This post was co-authored by Mark Russinovich, CTO and Technical Fellow, Azure, and Bryan Kelly, Partner Architect, Azure Hardware Systems and Infrastructure.
When it comes to building the Microsoft Cloud, our work to standardize designs for systems, boards, racks, and other parts of our datacenter infrastructure is paramount to facilitating forward progress and innovation across the computing industry. Microsoft has made a number of contributions to and collaborated with various members of the Open Compute Project (OCP) community, the leading industry group dedicated to open source hardware innovation. This year, we are excited to showcase some of our newest projects at the OCP Global Summit and share our learnings on the path of building a more reliable, trusted, and sustainable cloud. One of the key areas where we’ve seen continued focus and opportunity is driving industrywide standards around platform security. To dive deeper into our contributions in this area, I’ve invited Mark Russinovich, CTO and Technical Fellow, Azure, and Bryan Kelly, Partner Architect, Azure Hardware Systems and Infrastructure, to share more about Microsoft’s newest security contributions to OCP that standardize the foundations of trust, integrity, and reliability in computing.
Securing customer workloads from the cloud to the edge
Microsoft Azure is a leader in cloud security and privacy offering a broad range of confidential computing services to help organizations run workloads that keep business and customer data private with advanced levels of security. As the demand for confidential computing grows from cloud to edge, so do the requirements for consistency and transparency of the security mechanisms that protect workloads. With the rise of edge computing, the resultant growth in the exposed attack surface also presents a need for stronger physical security solutions. In this context, there is an increased need for greater transparency in the infrastructure that underpins these technologies and upholds hardware security promises.
Caliptra: Integrating trust into every chip
At the Open Compute Project (OCP) Summit, we are jointly announcing Caliptra, an open source root of trust (RoT) that produces cryptographic proofs about the hardware protections in place for confidential workloads. Designed with security experts and industry leaders in confidential computing across AMD, Google, Microsoft, and NVIDIA, Caliptra is a forward-looking approach casting transparency into hardware security. As a reusable open source, silicon-level block for integration into systems on a chip (SoCs)—such as CPUs, GPUs, and accelerators—Caliptra provides trustworthy and easily verifiable attestation.

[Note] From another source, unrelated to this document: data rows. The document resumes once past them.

// handlers/utils.rs - Shared request plumbing for every handler tier

use axum::{
    extract::{FromRequest, FromRequestParts},
    http::HeaderMap,
};
use std::collections::HashMap;
use uuid::Uuid;

use crate::app::AppState;
use crate::auth::{authorize, tenant_scope, Role, SessionPayload, TenantScope};
use crate::database::{Entity, StoreError};
use crate::error::ApiError;

/// JSON body extractor whose rejections use the API error envelope.
#[derive(FromRequest)]
#[from_request(via(axum::Json), rejection(ApiError))]
pub struct ApiJson<T>(pub T);

/// Path parameters with enveloped rejections.
///
/// Handlers take `Result<ApiPath<T>, ApiError>` and unwrap it after
/// [`require`], so anonymous callers see 401 before any parse error.
#[derive(FromRequestParts)]
#[from_request(via(axum::extract::Path), rejection(ApiError))]
pub struct ApiPath<T>(pub T);

/// Query string with enveloped rejections. Unwrapped after [`require`].
#[derive(FromRequestParts)]
#[from_request(via(axum::extract::Query), rejection(ApiError))]
pub struct ApiQuery<T>(pub T);

/// Run the authorization guard and resolve the caller's tenant scope.
pub fn require(
    state: &AppState,
    headers: &HeaderMap,
    allowed: &[Role],
) -> Result<(SessionPayload, TenantScope), ApiError> {
    let payload = authorize(headers, &state.sessions, allowed).into_result()?;
    let scope = tenant_scope(&payload)?;
    Ok((payload, scope))
}

/// Tenant that a new record belongs to.
///
/// Tenant roles always write into their own tenant and `requested` is
/// ignored. `super_admin` has no tenant of its own and must name an existing
/// one.
pub async fn creation_tenant(
    state: &AppState,
    payload: &SessionPayload,
    requested: Option<Uuid>,
) -> Result<Uuid, ApiError> {
    if !payload.role.is_super_admin() {
        return payload
            .tenant_id
            .ok_or_else(|| ApiError::forbidden("No tenant assigned to this account"));
    }

    let tenant_id = requested.ok_or_else(|| {
        ApiError::validation_error("tenantId is required", Some(field("tenantId", "is required")))
    })?;

    match state.store.tenants.get_by_id(tenant_id).await? {
        Some(_) => Ok(tenant_id),
        None => Err(ApiError::validation_error(
            "Unknown tenant",
            Some(field("tenantId", "does not name an existing tenant")),
        )),
    }
}

/// A row the caller may see, or 404. Rows of other tenants do not exist
/// from the caller's point of view.
pub fn within_scope<E: Entity>(
    found: Option<E>,
    scope: &TenantScope,
    what: &str,
) -> Result<E, ApiError> {
    match found {
        Some(entity) if scope.permits(entity.tenant_id()) => Ok(entity),
        _ => Err(ApiError::not_found(format!("{} not found", what))),
    }
}

/// Map a storage error, replacing the generic conflict text.
pub fn store_error(err: StoreError, conflict_message: &str) -> ApiError {
    match err {
        StoreError::Conflict(_) => ApiError::conflict(conflict_message),
        other => other.into(),
    }
}

fn field(name: &str, message: &str) -> HashMap<String, String> {
    HashMap::from([(name.to_string(), message.to_string())])
}

/// Collects field errors for one request body.
#[derive(Debug, Default)]
pub struct Validator {
    errors: HashMap<String, String>,
}

impl Validator {
    pub fn new() -> Self {
        Self::default()
    }

    /// Trimmed value; records an error when blank.
    pub fn required(&mut self, name: &str, value: &str) -> String {
        let trimmed = value.trim();
        if trimmed.is_empty() {
            self.reject(name, "is required");
        }
        trimmed.to_string()
    }

    /// Trimmed value, or `None` when absent or blank.
    pub fn optional(&mut self, value: Option<String>) -> Option<String> {
        value
            .map(|v| v.trim().to_string())
            .filter(|v| !v.is_empty())
    }

    /// Like [`Validator::required`] for fields a PATCH may omit.
    pub fn not_blank(&mut self, name: &str, value: Option<String>) -> Option<String> {
        value.map(|v| self.required(name, &v))
    }

    pub fn check(&mut self, ok: bool, name: &str, message: &str) {
        if !ok {
            self.reject(name, message);
        }
    }

    pub fn check_result(&mut self, name: &str, result: Result<(), String>) {
        if let Err(message) = result {
            self.reject(name, &message);
        }
    }

    fn reject(&mut self, name: &str, message: &str) {
        self.errors
            .entry(name.to_string())
            .or_insert_with(|| message.to_string());
    }

    pub fn finish(self) -> Result<(), ApiError> {
        if self.errors.is_empty() {
            return Ok(());
        }
        let mut names: Vec<&String> = self.errors.keys().collect();
        names.sort();
        let summary = names
            .iter()
            .map(|name| format!("{} {}", name, self.errors[*name]))
            .collect::<Vec<_>>()
            .join(", ");
        Err(ApiError::validation_error(
            format!("Validation failed: {}", summary),
            Some(self.errors),
        ))
    }
}

/// Username rules: 3 to 50 characters of letters, digits, `_`, `-` or `.`,
/// starting with a letter or digit.
pub fn validate_username_format(username: &str) -> Result<(), String> {
    if username.len() < 3 {
        return Err("must be at least 3 characters".to_string());
    }
    if username.len() > 50 {
        return Err("must be at most 50 characters".to_string());
    }
    if !username
        .chars()
        .all(|c| c.is_ascii_alphanumeric() || matches!(c, '_' | '-' | '.'))
    {
        return Err("may only contain letters, numbers, '_', '-' and '.'".to_string());
    }
    if !username.starts_with(|c: char| c.is_ascii_alphanumeric()) {
        return Err("must start with a letter or number".to_string());
    }
    Ok(())
}

/// Company codes: 2 to 20 letters, digits or `-`.
pub fn validate_company_code(code: &str) -> Result<(), String> {
    if code.len() < 2 || code.len() > 20 {
        return Err("must be 2 to 20 characters".to_string());
    }
    if !code.chars().all(|c| c.is_ascii_alphanumeric() || c == '-') {
        return Err("may only contain letters, numbers and '-'".to_string());
    }
    Ok(())
}

#[cfg(test)]
mod tests {
    use super::*;

    #[test]
    fn username_rules() {
        assert!(validate_username_format("ada.lovelace").is_ok());
        assert!(validate_username_format("op_7").is_ok());
        assert!(validate_username_format("ab").is_err());
        assert!(validate_username_format("_hidden").is_err());
        assert!(validate_username_format("has space").is_err());
    }

    #[test]
    fn company_code_rules() {
        assert!(validate_company_code("ACME-01").is_ok());
        assert!(validate_company_code("A").is_err());
        assert!(validate_company_code("no spaces").is_err());
    }

    #[test]
    fn validator_collects_field_errors() {
        let mut v = Validator::new();
        assert_eq!(v.required("name", "  Line 3 "), "Line 3");
        v.required("title", "   ");
        v.check(false, "severity", "is invalid");
        let err = v.finish().unwrap_err();
        match err {
            ApiError::ValidationError { field_errors: Some(fields), message } => {
                assert_eq!(fields["title"], "is required");
                assert_eq!(fields["severity"], "is invalid");
                assert!(message.contains("title is required"));
            }
            other => panic!("unexpected {:?}", other),
        }
    }

    #[test]
    fn scope_hides_foreign_rows() {
        use crate::database::Incident;
        use crate::database::IncidentSeverity;

        let tenant = Uuid::new_v4();
        let incident = Incident::new(
            tenant,
            Uuid::new_v4(),
            "spill".into(),
            "oil".into(),
            IncidentSeverity::High,
            None,
        );
        let own = TenantScope::Tenant(tenant);
        let foreign = TenantScope::Tenant(Uuid::new_v4());

        assert!(within_scope(Some(incident.clone()), &own, "Incident").is_ok());
        assert!(within_scope(Some(incident.clone()), &TenantScope::All, "Incident").is_ok());
        let err = within_scope(Some(incident), &foreign, "Incident").unwrap_err();
        assert_eq!(err.status_code(), axum::http::StatusCode::NOT_FOUND);
    }
}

At its core, Caliptra provides foundational security properties that underpin the integrity of higher-level security protection for confidential workloads. The Caliptra RoT has the following essential security properties:
-
Identity: A unique device manufacturer’s cryptographic identity for attestation endorsement. The identity is consistent with TCG DICE and includes intrinsic attestation of the Caliptra firmware.
-
Compartmentalization: Hardware protection barriers that isolate Caliptra’s security assets.
-
Measurement: Cryptographic digests that represent the SoC security configuration in a concise, cryptographically verifiable manner.
The initial Caliptra 0.5 contribution release to OCP contains a series of specifications describing architecture, integration, and implementation. An open sourced register-transfer level (RTL) code implementation of Caliptra that can be synthesized into current SoC designs will be made available, along with the cloud-designed firmware written entirely in Rust. With this trusted foundation designed for confidential cloud devices, Caliptra supports the consistent scaling of confidential workloads across distributed systems.
With deep ecosystem collaboration at the heart of Microsoft’s open source philosophy, we look forward to continuing working closely with our partners and engaging the industry to advance Caliptra. Caliptra RTL and firmware project collaboration will be done under the auspices of the CHIPS Alliance.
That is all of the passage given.